A real sunshine salad – fresh, zingy and sweet. Refreshing watermelon works a treat in a salad but with juicy baby plum tomatoes, red onion, chilli and toasted peanuts it’s even better! This salad would be a great vegan starter, side dish at a summer garden party or main with some feta cheese and grilled white fish.
I’m a huge fan of plant based eating despite not being vegan or vegetarian. I also like to make food that pairs really well with meat or fish but is equally delicious by itself – this salad is definitely it.
I was inspired to make a fruity tropical salad that brings together sweet, sour and spicy flavours. Watermelon reminds everyone of the sunshine, native to West Africa (although the exact origin is widely speculated), it has spread across the world cooling us all down on the hottest of days.
Make by arranging your watermelon strips first, baby plum tomatoes/red onion/chilli next followed by toasted peanuts and coriander. You’re good to go!
Serves 2
Prep 10 mins
Cook 10 mins
Total 20 mins
Ingredients
2 tbsp blanched peanuts, toasted
400g watermelon, cut into thin strips
250g baby plum tomatoes, halved
1 small red onion, finely sliced
1 red chilli, de-seeded and finely sliced
Juice of 1 lime
2 tbsp olive oil
Sea salt and black pepper, to taste
A handful of fresh coriander leaves, (optional)
Method
First toast the peanuts in a large dry pan over a medium heat and set aside.
Cut the watermelon into slices, de-seed and then into thin strips, carefully remove the rind.
Put the tomatoes, red onion, chilli (keep the seeds for a really spicy salad) in a bowl. Pour over the lime juice, olive oil and season with salt and pepper. Mix well.

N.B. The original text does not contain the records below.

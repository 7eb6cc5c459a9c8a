//! facsforge コマンドの実装（CSV 入出力とサブコマンド）

pub mod commands;
pub mod io;
//! 実験設定ファイル（YAML）
//!
//! ```yaml
//! metadata:
//!   experiment_name: pbmc_panel_a
//! panel:
//!   FSC-A: {}
//!   CD3: {fluor: FITC}
//!   Time: {ignore: true}
//! ignore_markers: [CD19]
//! compensation: {source: none}
//! celltypes:
//!   Lymphocytes:
//!     gate: {type: rectangle, channels: [FSC-A, SSC-A], vertices: [[0, 0], [100000, 100000]]}
//!   T cells:
//!     parent: Lymphocytes
//!     positive: [CD3]
//! celltypes_of_interest: [T cells]
//! ```
//!
//! 構文は serde で、意味的な検査（親の存在・蛍光色素の重複・ゲート形状）は
//! [`Experiment::validate`] で行う。

use std::fmt;
use std::path::Path;

use serde::de::{MapAccess, Visitor};
use serde::ser::SerializeMap;
use serde::{Deserialize, Deserializer, Serialize, Serializer};

use crate::error::{ConfigError, GatingResult};
use crate::gate::{Gate, GateDef};
use crate::panel::{ChannelInfo, Panel};
use crate::population::PopulationDef;

/// 実験のメタデータ（解析には使わない）
#[derive(Debug, Clone, Default, PartialEq, Eq, Serialize, Deserialize)]
pub struct Metadata {
    #[serde(default)]
    pub experiment_name: String,
    #[serde(default)]
    pub operator: Option<String>,
    #[serde(default)]
    pub date: Option<String>,
    #[serde(default)]
    pub notes: Option<String>,
}

/// 補正行列の入手元
#[derive(Debug, Clone, Copy, Default, PartialEq, Eq, Serialize, Deserialize)]
#[serde(rename_all = "lowercase")]
pub enum CompensationSource {
    #[default]
    None,
    Fcs,
    File,
}

#[derive(Debug, Clone, Default, PartialEq, Eq, Serialize, Deserialize)]
pub struct Compensation {
    #[serde(default)]
    pub source: CompensationSource,
    #[serde(default, skip_serializing_if = "Option::is_none")]
    pub path: Option<String>,
}

/// 設定ファイル上の1集団
#[derive(Debug, Clone, Default, PartialEq, Serialize, Deserialize)]
pub struct CelltypeDef {
    #[serde(default, skip_serializing_if = "Option::is_none")]
    pub parent: Option<String>,
    #[serde(default, skip_serializing_if = "Option::is_none")]
    pub gate: Option<GateDef>,
    #[serde(default, skip_serializing_if = "Vec::is_empty")]
    pub positive: Vec<String>,
    #[serde(default, skip_serializing_if = "Vec::is_empty")]
    pub negative: Vec<String>,
}

/// 集団名 → 定義（ファイル上の記述順を保つ）
#[derive(Debug, Clone, Default, PartialEq)]
pub struct Celltypes(Vec<(String, CelltypeDef)>);

impl Celltypes {
    pub fn new() -> Self {
        Self::default()
    }

    pub fn push(&mut self, name: impl Into<String>, def: CelltypeDef) {
        self.0.push((name.into(), def));
    }

    pub fn get(&self, name: &str) -> Option<&CelltypeDef> {
        self.0.iter().find(|(n, _)| n == name).map(|(_, d)| d)
    }

    pub fn contains(&self, name: &str) -> bool {
        self.get(name).is_some()
    }

    pub fn len(&self) -> usize {
        self.0.len()
    }

    pub fn is_empty(&self) -> bool {
        self.0.is_empty()
    }

    pub fn iter(&self) -> impl Iterator<Item = (&str, &CelltypeDef)> {
        self.0.iter().map(|(n, d)| (n.as_str(), d))
    }
}

impl Serialize for Celltypes {
    fn serialize<S: Serializer>(&self, serializer: S) -> Result<S::Ok, S::Error> {
        let mut map = serializer.serialize_map(Some(self.0.len()))?;
        for (name, def) in &self.0 {
            map.serialize_entry(name, def)?;
        }
        map.end()
    }
}

impl<'de> Deserialize<'de> for Celltypes {
    fn deserialize<D: Deserializer<'de>>(deserializer: D) -> Result<Self, D::Error> {
        struct CelltypesVisitor;

        impl<'de> Visitor<'de> for CelltypesVisitor {
            type Value = Celltypes;

            fn expecting(&self, f: &mut fmt::Formatter) -> fmt::Result {
                f.write_str("a mapping of cell type names to rules")
            }

            fn visit_unit<E: serde::de::Error>(self) -> Result<Celltypes, E> {
                Ok(Celltypes::new())
            }

            fn visit_map<A: MapAccess<'de>>(self, mut access: A) -> Result<Celltypes, A::Error> {
                let mut out = Vec::with_capacity(access.size_hint().unwrap_or(0));
                while let Some((name, def)) = access.next_entry::<String, Option<CelltypeDef>>()? {
                    out.push((name, def.unwrap_or_default()));
                }
                Ok(Celltypes(out))
            }
        }

        deserializer.deserialize_any(CelltypesVisitor)
    }
}

/// 実験設定全体
#[derive(Debug, Clone, Default, PartialEq, Serialize, Deserialize)]
pub struct Experiment {
    #[serde(default)]
    pub metadata: Metadata,
    #[serde(default)]
    pub panel: Panel,
    #[serde(default)]
    pub ignore_markers: Vec<String>,
    #[serde(default)]
    pub compensation: Compensation,
    #[serde(default)]
    pub celltypes: Celltypes,
    #[serde(default)]
    pub celltypes_of_interest: Vec<String>,
}

impl Experiment {
    /// ファイルから読み込んで検証する
    pub fn load(path: impl AsRef<Path>) -> Result<Self, ConfigError> {
        let path = path.as_ref();
        if !path.exists() {
            return Err(ConfigError::NotFound(path.to_path_buf()));
        }
        let text = std::fs::read_to_string(path).map_err(|source| ConfigError::Io {
            path: path.to_path_buf(),
            source,
        })?;
        let experiment = Self::from_yaml_str(&text)?;
        log::info!(
            "Loaded experiment '{}' from {} ({} channels, {} celltypes)",
            experiment.metadata.experiment_name,
            path.display(),
            experiment.panel.len(),
            experiment.celltypes.len()
        );
        Ok(experiment)
    }

    /// 文字列から読み込んで検証する
    pub fn from_yaml_str(text: &str) -> Result<Self, ConfigError> {
        let experiment: Experiment = serde_yaml::from_str(text)?;
        experiment.validate()?;
        Ok(experiment)
    }

    /// 意味的な検査
    pub fn validate(&self) -> Result<(), ConfigError> {
        self.panel.validate()?;

        if self.celltypes.is_empty() {
            return Err(ConfigError::NoCelltypes);
        }
        for (name, def) in self.celltypes.iter() {
            if let Some(parent) = def.parent.as_deref()
                && !self.celltypes.contains(parent)
            {
                return Err(ConfigError::UnknownParent {
                    celltype: name.to_string(),
                    parent: parent.to_string(),
                });
            }
            if let Some(gate) = &def.gate {
                Gate::from_def(gate, name)?;
            }
        }
        if let Some(missing) =
            self.celltypes_of_interest.iter().find(|c| !self.celltypes.contains(c))
        {
            return Err(ConfigError::UnknownCelltypeOfInterest(missing.clone()));
        }
        Ok(())
    }

    /// パネルに `ignore_markers` を反映したもの
    pub fn effective_panel(&self) -> Panel {
        let mut panel = self.panel.clone();
        panel.mark_ignored(self.ignore_markers.iter().map(String::as_str));
        panel
    }

    /// エンジンに渡す集団定義（記述順）
    pub fn population_defs(&self) -> GatingResult<Vec<PopulationDef>> {
        self.celltypes
            .iter()
            .map(|(name, def)| {
                let gate = def.gate.as_ref().map(|g| Gate::from_def(g, name)).transpose()?;
                Ok(PopulationDef {
                    name: name.to_string(),
                    parent: def.parent.clone(),
                    gate,
                    positive: def.positive.clone(),
                    negative: def.negative.clone(),
                })
            })
            .collect()
    }

    /// 集団の出力対象。`celltypes_of_interest` が空なら全集団。
    pub fn is_of_interest(&self, name: &str) -> bool {
        self.celltypes_of_interest.is_empty() || self.celltypes_of_interest.iter().any(|c| c == name)
    }

    /// 列名一覧から雛形を作る。全チャネルを ignore にし、集団は空にする。
    pub fn skeleton<S: AsRef<str>>(experiment_name: &str, columns: &[S]) -> Self {
        let panel = columns
            .iter()
            .map(|c| {
                let info = ChannelInfo {
                    ignore: true,
                    ..ChannelInfo::default()
                };
                (c.as_ref().to_string(), info)
            })
            .collect();
        Self {
            metadata: Metadata {
                experiment_name: experiment_name.to_string(),
                ..Metadata::default()
            },
            panel,
            ..Self::default()
        }
    }

    pub fn to_yaml(&self) -> Result<String, ConfigError> {
        Ok(serde_yaml::to_string(self)?)
    }
}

Arrange the watermelon strips on a plate and spoon over the tomatoes, red onion and chilli. Sprinkle over toasted peanuts and fresh coriander leaves. It’s ready to serve!
Notes
* Buy pre-packaged melon slices to make this salad to speed up the process. Add some cooked quinoa and feta to make it a veggie main or grilled fish or chicken for meat eaters.